My dining companion and I were seated immediately upon entering, though the restaurant is apparently busy from opening at 6am till early afternoon, and even at 2pm didn’t lack for customers. Dishes are available for both breakfast and lunch–breakfast is served until closing, at 3–and are fairly diverse, with options including sandwiches, eggs, and breakfast standbys such as waffles and pancakes. Ten different varieties of omelet are also available, most of which take their theme, with varying degrees of logic, from different neighborhoods of the city: the Maxwell Street omelet, for instance, is made with pork chops, onions, cheese and Polish sausage. The crown jewel of the lot, the City of Chicago, is a monstrous composite craft from six eggs, two kinds of sausage, steak, chorizo, pork chops, bacon, onions, tomatoes, jalapeno peppers, spinach, mushrooms, broccoli, and cheese. It costs $17.95 and should presumably only be eaten over the course of several days, with help from a friend.
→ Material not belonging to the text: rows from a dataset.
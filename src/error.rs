use thiserror::Error;

pub type Result<T> = std::result::Result<T, Error>;

/// Errors raised by the skeleton B-tree and its archiver contracts.
///
/// `NotLoaded` is the only retryable variant: inflate the reported range
/// and repeat the operation. `TaskComplete` is a notification that a
/// duplicate unit of work was eliminated; it travels through the error
/// channel of a scheduler but is not a failure.
#[derive(Error, Debug)]
#[non_exhaustive]
pub enum Error {
    #[error("node not loaded: {range}")]
    NotLoaded { range: String },
    #[error("data format mismatch: {0}")]
    DataFormat(String),
    #[error("task aborted: {context}")]
    TaskAbort {
        context: String,
        #[source]
        cause: Option<Box<Error>>,
    },
    #[error("task already completed elsewhere")]
    TaskComplete,
    #[error("illegal state: {0}")]
    IllegalState(String),
    #[error("unsupported operation: {0}")]
    Unsupported(&'static str),
    #[error("node_min {0} is too small, the minimum fan-out is 2")]
    NodeMinTooSmall(usize),
    #[error(transparent)]
    IntConversion(#[from] std::num::TryFromIntError),
    #[error(transparent)]
    IO(#[from] std::io::Error),
    #[error(transparent)]
    Encoding(#[from] bincode::Error),
}

impl Error {
    /// Wrap a failure in a `TaskAbort` carrying the range it happened in.
    pub fn abort(context: impl Into<String>, cause: Error) -> Error {
        Error::TaskAbort {
            context: context.into(),
            cause: Some(Box::new(cause)),
        }
    }

    /// A `TaskAbort` without an underlying cause.
    pub fn abort_msg(context: impl Into<String>) -> Error {
        Error::TaskAbort {
            context: context.into(),
            cause: None,
        }
    }

    /// True for the duplicate-work notification.
    pub fn is_task_complete(&self) -> bool {
        matches!(self, Error::TaskComplete)
    }
}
The omelets were too dry, but fairly good and appeared to have been made in an actual omelet pan. The equally arid waffles had no such saving grace, attempting to rely on dollops of butter and merely adequate maple syrup to save them from such low density they sometimes threatened to disappear. Nor did the toast prove anything out of the ordinary. But why waste your time with such details? We know why you have come. We know what you are here for. You don’t go seeking waffles at a place called Hashbrowns.
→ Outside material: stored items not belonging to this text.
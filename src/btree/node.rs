use std::fmt::Debug;
use std::ops::{Index, IndexMut};

use crate::error::{Error, Result};
use crate::serial::Meta;

/// Stable handle to a node slot in the tree's arena.
///
/// Handles stay valid across rebalancing; a slot is only reused after its
/// node was freed (deflated into a ghost or merged away).
#[derive(Clone, Copy, PartialEq, Eq, Hash, Debug)]
pub(crate) struct NodeId(pub(crate) usize);

impl NodeId {
    /// Placeholder for ghosts that are not attached to a parent yet, e.g.
    /// freshly rebuilt by a translator.
    pub(crate) const DETACHED: NodeId = NodeId(usize::MAX);
}

/// One child slot of a branch node: either a materialized node in the
/// arena or a ghost placeholder whose payload lives in the archiver.
pub(crate) enum Child<K> {
    Live(NodeId),
    Ghost(GhostNode<K>),
}

impl<K> Child<K> {
    pub(crate) fn is_ghost(&self) -> bool {
        matches!(self, Child::Ghost(_))
    }

    pub(crate) fn live_id(&self) -> Option<NodeId> {
        match self {
            Child::Live(id) => Some(*id),
            Child::Ghost(_) => None,
        }
    }

    pub(crate) fn as_ghost(&self) -> Option<&GhostNode<K>> {
        match self {
            Child::Live(_) => None,
            Child::Ghost(g) => Some(g),
        }
    }
}

/// Placeholder for an archived subtree.
///
/// Carries only the key range, the cached subtree entry count, the storage
/// handle, and a back-reference to the owning node. The back-reference is a
/// lookup handle, not ownership, and is maintained by the tree's `&mut`
/// methods whenever slots move between nodes (the single-writer contract).
pub(crate) struct GhostNode<K> {
    pub lkey: Option<K>,
    pub rkey: Option<K>,
    pub size: usize,
    pub parent: NodeId,
    pub meta: Meta,
}

impl<K: Debug> GhostNode<K> {
    pub(crate) fn range(&self) -> String {
        range_display(self.lkey.as_ref(), self.rkey.as_ref())
    }
}

pub(crate) fn range_display<K: Debug>(lkey: Option<&K>, rkey: Option<&K>) -> String {
    let l = lkey.map_or("-inf".to_string(), |k| format!("{:?}", k));
    let r = rkey.map_or("+inf".to_string(), |k| format!("{:?}", k));
    format!("[{}, {})", l, r)
}

/// `true` when `key` lies strictly above the lower boundary (`None` = −∞).
pub(crate) fn above_lower<K: Ord>(key: &K, lkey: Option<&K>) -> bool {
    lkey.map_or(true, |l| l < key)
}

/// `true` when `key` lies strictly below the upper boundary (`None` = +∞).
pub(crate) fn below_upper<K: Ord>(key: &K, rkey: Option<&K>) -> bool {
    rkey.map_or(true, |r| key < r)
}

pub(crate) fn bounds_eq<K: Ord>(a: Option<&K>, b: Option<&K>) -> bool {
    match (a, b) {
        (None, None) => true,
        (Some(x), Some(y)) => x == y,
        _ => false,
    }
}

pub(crate) enum SearchResult {
    Found(usize),
    NotFound(usize),
}

/// The entries local to one node: parallel sorted key/value vectors plus a
/// deflated flag.
///
/// Deflating the map marks it bare without dropping the data; the entries
/// travel inside their node's serialized form. Value reads on a deflated
/// map signal not-loaded so a bare node cannot leak stale values.
pub(crate) struct EntriesMap<K, V> {
    keys: Vec<K>,
    values: Vec<V>,
    deflated: bool,
}

impl<K, V> EntriesMap<K, V>
where
    K: Ord + Clone + Debug,
{
    pub(crate) fn new() -> EntriesMap<K, V> {
        EntriesMap {
            keys: Vec::new(),
            values: Vec::new(),
            deflated: false,
        }
    }

    /// Build from pairs that must already be strictly sorted by key.
    pub(crate) fn from_sorted(pairs: Vec<(K, V)>) -> Result<EntriesMap<K, V>> {
        let mut map = EntriesMap::new();
        for (k, v) in pairs {
            if let Some(last) = map.keys.last() {
                if *last >= k {
                    return Err(Error::DataFormat(format!(
                        "entries are not strictly sorted at key {:?}",
                        k
                    )));
                }
            }
            map.keys.push(k);
            map.values.push(v);
        }
        Ok(map)
    }

    pub(crate) fn len(&self) -> usize {
        self.keys.len()
    }

    pub(crate) fn is_empty(&self) -> bool {
        self.keys.is_empty()
    }

    pub(crate) fn search(&self, key: &K) -> SearchResult {
        match self.keys.binary_search(key) {
            Ok(i) => SearchResult::Found(i),
            Err(i) => SearchResult::NotFound(i),
        }
    }

    pub(crate) fn key_at(&self, i: usize) -> &K {
        &self.keys[i]
    }

    pub(crate) fn value_at(&self, i: usize) -> &V {
        &self.values[i]
    }

    pub(crate) fn replace_value_at(&mut self, i: usize, value: V) -> V {
        std::mem::replace(&mut self.values[i], value)
    }

    pub(crate) fn replace_at(&mut self, i: usize, key: K, value: V) -> (K, V) {
        (
            std::mem::replace(&mut self.keys[i], key),
            std::mem::replace(&mut self.values[i], value),
        )
    }

    pub(crate) fn insert_at(&mut self, i: usize, key: K, value: V) {
        self.keys.insert(i, key);
        self.values.insert(i, value);
    }

    pub(crate) fn remove_at(&mut self, i: usize) -> (K, V) {
        (self.keys.remove(i), self.values.remove(i))
    }

    pub(crate) fn take_first(&mut self) -> (K, V) {
        self.remove_at(0)
    }

    pub(crate) fn take_last(&mut self) -> (K, V) {
        let i = self.keys.len() - 1;
        self.remove_at(i)
    }

    /// Split off everything right of rank `at`; the entry at `at` itself is
    /// removed and returned as the separator.
    pub(crate) fn split_at_rank(&mut self, at: usize) -> ((K, V), EntriesMap<K, V>) {
        let right_keys = self.keys.split_off(at + 1);
        let right_values = self.values.split_off(at + 1);
        let sep = (
            self.keys.pop().expect("split rank out of bounds"),
            self.values.pop().expect("split rank out of bounds"),
        );
        (
            sep,
            EntriesMap {
                keys: right_keys,
                values: right_values,
                deflated: false,
            },
        )
    }

    /// Concatenate `right` onto this map with `sep` in between.
    pub(crate) fn merge(&mut self, sep: (K, V), right: EntriesMap<K, V>) {
        self.keys.push(sep.0);
        self.values.push(sep.1);
        self.keys.extend(right.keys);
        self.values.extend(right.values);
    }

    pub(crate) fn iter(&self) -> impl Iterator<Item = (&K, &V)> {
        self.keys.iter().zip(self.values.iter())
    }

    /// Entries with keys strictly between the two bounds (`None` = ±∞).
    pub(crate) fn range_between<'a>(
        &'a self,
        lkey: Option<&'a K>,
        rkey: Option<&'a K>,
    ) -> impl Iterator<Item = (&'a K, &'a V)> {
        self.iter()
            .filter(move |(k, _)| above_lower(*k, lkey) && below_upper(*k, rkey))
    }

    pub(crate) fn get(&self, key: &K) -> Result<Option<&V>> {
        if self.deflated {
            return Err(Error::NotLoaded {
                range: "entries map is deflated".to_string(),
            });
        }
        match self.search(key) {
            SearchResult::Found(i) => Ok(Some(&self.values[i])),
            SearchResult::NotFound(_) => Ok(None),
        }
    }

    pub(crate) fn deflate(&mut self) {
        self.deflated = true;
    }

    pub(crate) fn inflate(&mut self) {
        self.deflated = false;
    }

    pub(crate) fn is_bare(&self) -> bool {
        self.deflated
    }

    pub(crate) fn is_live(&self) -> bool {
        !self.deflated
    }
}

impl<K, V> EntriesMap<K, V>
where
    K: Ord + Clone + Debug,
    V: Clone,
{
    pub(crate) fn pairs(&self) -> Vec<(K, V)> {
        self.iter().map(|(k, v)| (k.clone(), v.clone())).collect()
    }
}

/// A materialized B-tree node.
///
/// The range `[lkey, rkey)` is half-open with `None` sentinels at the root;
/// boundary keys never appear as entries. A branch with `n` entries has
/// `n + 1` child slots, a leaf has none. The leaf flag never changes after
/// construction. `size` counts every entry in the subtree and `ghosts`
/// counts the immediate child slots currently ghosted.
pub(crate) struct Node<K, V> {
    pub lkey: Option<K>,
    pub rkey: Option<K>,
    pub leaf: bool,
    pub entries: EntriesMap<K, V>,
    pub children: Vec<Child<K>>,
    pub ghosts: usize,
    pub size: usize,
}

impl<K, V> Node<K, V>
where
    K: Ord + Clone + Debug,
{
    pub(crate) fn new_leaf(lkey: Option<K>, rkey: Option<K>) -> Node<K, V> {
        Node {
            lkey,
            rkey,
            leaf: true,
            entries: EntriesMap::new(),
            children: Vec::new(),
            ghosts: 0,
            size: 0,
        }
    }

    pub(crate) fn new_branch(lkey: Option<K>, rkey: Option<K>) -> Node<K, V> {
        Node {
            lkey,
            rkey,
            leaf: false,
            entries: EntriesMap::new(),
            children: Vec::new(),
            ghosts: 0,
            size: 0,
        }
    }

    pub(crate) fn range(&self) -> String {
        range_display(self.lkey.as_ref(), self.rkey.as_ref())
    }

    pub(crate) fn child_count(&self) -> usize {
        self.children.len()
    }

    /// Index of the child immediately to the right of `key` (`None` = −∞,
    /// which selects the leftmost child). The child at the returned index
    /// covers the keys just above `key`.
    pub(crate) fn child_index_right_of(&self, key: Option<&K>) -> usize {
        match key {
            None => 0,
            Some(k) => match self.entries.search(k) {
                SearchResult::Found(i) => i + 1,
                SearchResult::NotFound(i) => i,
            },
        }
    }

    /// The `(lkey, rkey)` boundary pair of every child slot, left to right.
    pub(crate) fn key_pairs(&self) -> Vec<(Option<&K>, Option<&K>)> {
        let mut pairs = Vec::with_capacity(self.children.len());
        let mut left = self.lkey.as_ref();
        for i in 0..self.children.len() {
            let right = if i < self.entries.len() {
                Some(self.entries.key_at(i))
            } else {
                self.rkey.as_ref()
            };
            pairs.push((left, right));
            left = right;
        }
        pairs
    }
}

/// Slab of nodes with a free list; the tree addresses children through
/// [`NodeId`]s instead of pointers.
pub(crate) struct Arena<K, V> {
    slots: Vec<Option<Node<K, V>>>,
    free: Vec<usize>,
}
They come in separate bowls, in large enough portions to serve as a meal in themselves, with their raw hash enhanced by cheese, garlic, rosemary, and other seasonings. The “house-style” hash browns are actually, rather unusually, made with sweet potatoes, although other types are available. If you like sweet potatoes, all the more cause for joy; if you, like this reviewer, find them faintly disgusting, you’ll be surprised to find the sweet potato browns still relatively delicious and can seek refuge in red or Idaho potatoes for your second course. Of all the varieties, the Killer Hashbrowns, made with Idaho potatoes, cheese, sour cream, and corn flakes, are the most flavorful, albeit a tad too similar in execution to stringy macaroni and cheese. The Combo Hashbrowns, a marriage of Idaho and sweet potato hash browns topped with cheese, are tasty initially, but don’t include enough cheese to harmonize the differing tastes of the two hash brown types.
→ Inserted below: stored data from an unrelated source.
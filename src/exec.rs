//! Synchronization surface between an inflate driver and the worker pool of
//! a scheduled archiver.
//!
//! The driver and the workers share exactly three structures: a bounded
//! [`TaskQueue`] the driver feeds (blocking on capacity as backpressure), a
//! [`CompletionQueue`] the workers fill with finished tasks in priority
//! order, and an [`ErrorMap`] for failed tasks. Workers never touch tree
//! nodes; all attachment happens on the driver thread.

use std::cmp::Reverse;
use std::collections::{BinaryHeap, VecDeque};
use std::time::{Duration, Instant};

use parking_lot::{Condvar, Mutex};

use crate::error::{Error, Result};

/// Worker-pool handle returned by `ScheduledArchiver::pull_schedule`.
///
/// `is_active` must be true for as long as the scheduler may still deposit
/// work into the completion queue or the error map. `close` releases the
/// pool and is idempotent.
pub trait Scheduler: Send + Sync {
    fn is_active(&self) -> bool;
    fn close(&self);
}

/// Optional progress reporting for archivers that support it.
///
/// The bulk inflater reports every pull it submits and every completed
/// attach, keyed by the node range being fetched.
pub trait ProgressTracker: Send + Sync {
    fn pull_queued(&self, subject: &str);
    fn pull_done(&self, subject: &str);
}

struct TaskQueueState<T> {
    items: VecDeque<T>,
    in_flight: usize,
    closed: bool,
}

/// Bounded handoff queue between a driver and scheduler workers.
///
/// `put` blocks while the queue is full. `poll` marks the returned item as
/// in flight; the consumer must call [`TaskQueue::task_done`] after it has
/// deposited the outcome, so that `in_flight` only drops to zero once the
/// result is visible elsewhere.
pub struct TaskQueue<T> {
    state: Mutex<TaskQueueState<T>>,
    capacity: usize,
    not_full: Condvar,
    not_empty: Condvar,
}

impl<T> TaskQueue<T> {
    pub fn bounded(capacity: usize) -> TaskQueue<T> {
        TaskQueue {
            state: Mutex::new(TaskQueueState {
                items: VecDeque::with_capacity(capacity),
                in_flight: 0,
                closed: false,
            }),
            capacity,
            not_full: Condvar::new(),
            not_empty: Condvar::new(),
        }
    }

    /// Enqueue a task, blocking while the queue is at capacity.
    pub fn put(&self, item: T) -> Result<()> {
        let mut state = self.state.lock();
        while state.items.len() >= self.capacity && !state.closed {
            self.not_full.wait(&mut state);
        }
        if state.closed {
            return Err(Error::IllegalState("task queue is closed".into()));
        }
        state.items.push_back(item);
        self.not_empty.notify_one();
        Ok(())
    }

    /// Take a task, waiting up to `timeout`. The returned task counts as in
    /// flight until `task_done` is called.
    pub fn poll(&self, timeout: Duration) -> Option<T> {
        let deadline = Instant::now() + timeout;
        let mut state = self.state.lock();
        loop {
            if let Some(item) = state.items.pop_front() {
                state.in_flight += 1;
                self.not_full.notify_one();
                return Some(item);
            }
            if state.closed {
                return None;
            }
            let remaining = deadline.saturating_duration_since(Instant::now());
            if remaining.is_zero() {
                return None;
            }
            self.not_empty.wait_for(&mut state, remaining);
        }
    }

    /// Mark one previously polled task as fully handled.
    pub fn task_done(&self) {
        let mut state = self.state.lock();
        debug_assert!(state.in_flight > 0);
        state.in_flight = state.in_flight.saturating_sub(1);
    }

    pub fn is_empty(&self) -> bool {
        self.state.lock().items.is_empty()
    }

    pub fn in_flight(&self) -> usize {
        self.state.lock().in_flight
    }

    /// Close the queue and wake every blocked producer and consumer.
    pub fn close(&self) {
        let mut state = self.state.lock();
        state.closed = true;
        self.not_full.notify_all();
        self.not_empty.notify_all();
    }

    pub fn is_closed(&self) -> bool {
        self.state.lock().closed
    }
}

/// Priority queue of completed tasks, drained by the driver.
///
/// Ordering follows `T`'s natural order; for pull tasks that is the left
/// boundary of the fetched node, which turns out-of-order fetch completions
/// back into an in-order traversal.
pub struct CompletionQueue<T> {
    heap: Mutex<BinaryHeap<Reverse<T>>>,
    available: Condvar,
}

impl<T: Ord> CompletionQueue<T> {
    pub fn new() -> CompletionQueue<T> {
        CompletionQueue {
            heap: Mutex::new(BinaryHeap::new()),
            available: Condvar::new(),
        }
    }

    pub fn put(&self, item: T) {
        self.heap.lock().push(Reverse(item));
        self.available.notify_one();
    }

    /// Pop the smallest completed task, waiting up to `timeout` for one to
    /// arrive.
    pub fn poll(&self, timeout: Duration) -> Option<T> {
        let deadline = Instant::now() + timeout;
        let mut heap = self.heap.lock();
        loop {
            if let Some(Reverse(item)) = heap.pop() {
                return Some(item);
            }
            let remaining = deadline.saturating_duration_since(Instant::now());
            if remaining.is_zero() {
                return None;
            }
            self.available.wait_for(&mut heap, remaining);
        }
    }

    /// Pop without waiting.
    pub fn try_poll(&self) -> Option<T> {
        self.heap.lock().pop().map(|Reverse(item)| item)
    }

    pub fn is_empty(&self) -> bool {
        self.heap.lock().is_empty()
    }
}

impl<T: Ord> Default for CompletionQueue<T> {
    fn default() -> Self {
        CompletionQueue::new()
    }
}

/// Failed tasks with their abort causes, drained by the driver every loop
/// iteration.
pub struct ErrorMap<T> {
    failed: Mutex<Vec<(T, Error)>>,
}

impl<T> ErrorMap<T> {
    pub fn new() -> ErrorMap<T> {
        ErrorMap {
            failed: Mutex::new(Vec::new()),
        }
    }

    pub fn put(&self, task: T, cause: Error) {
        self.failed.lock().push((task, cause));
    }

    pub fn drain(&self) -> Vec<(T, Error)> {
        std::mem::take(&mut *self.failed.lock())
    }

    pub fn is_empty(&self) -> bool {
        self.failed.lock().is_empty()
    }
}

impl<T> Default for ErrorMap<T> {
    fn default() -> Self {
        ErrorMap::new()
    }
}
Service was attentive, to the extent that I actually felt rather rushed to leave at the end, but it was better than being neglected. As I was being shuffled out the door, I considered Hashbrowns with the impression that there are two distinct ways of eating at this brunch joint. You can order an omelet or pancake that will be adequate at best and may well leave you disappointed, or you can put down $7.25 for a platter of hash browns at a place that takes them as seriously as you do. Next time you find yourself craving potato hash, weep not, but rather endeavor to give this University Village hopeful a try.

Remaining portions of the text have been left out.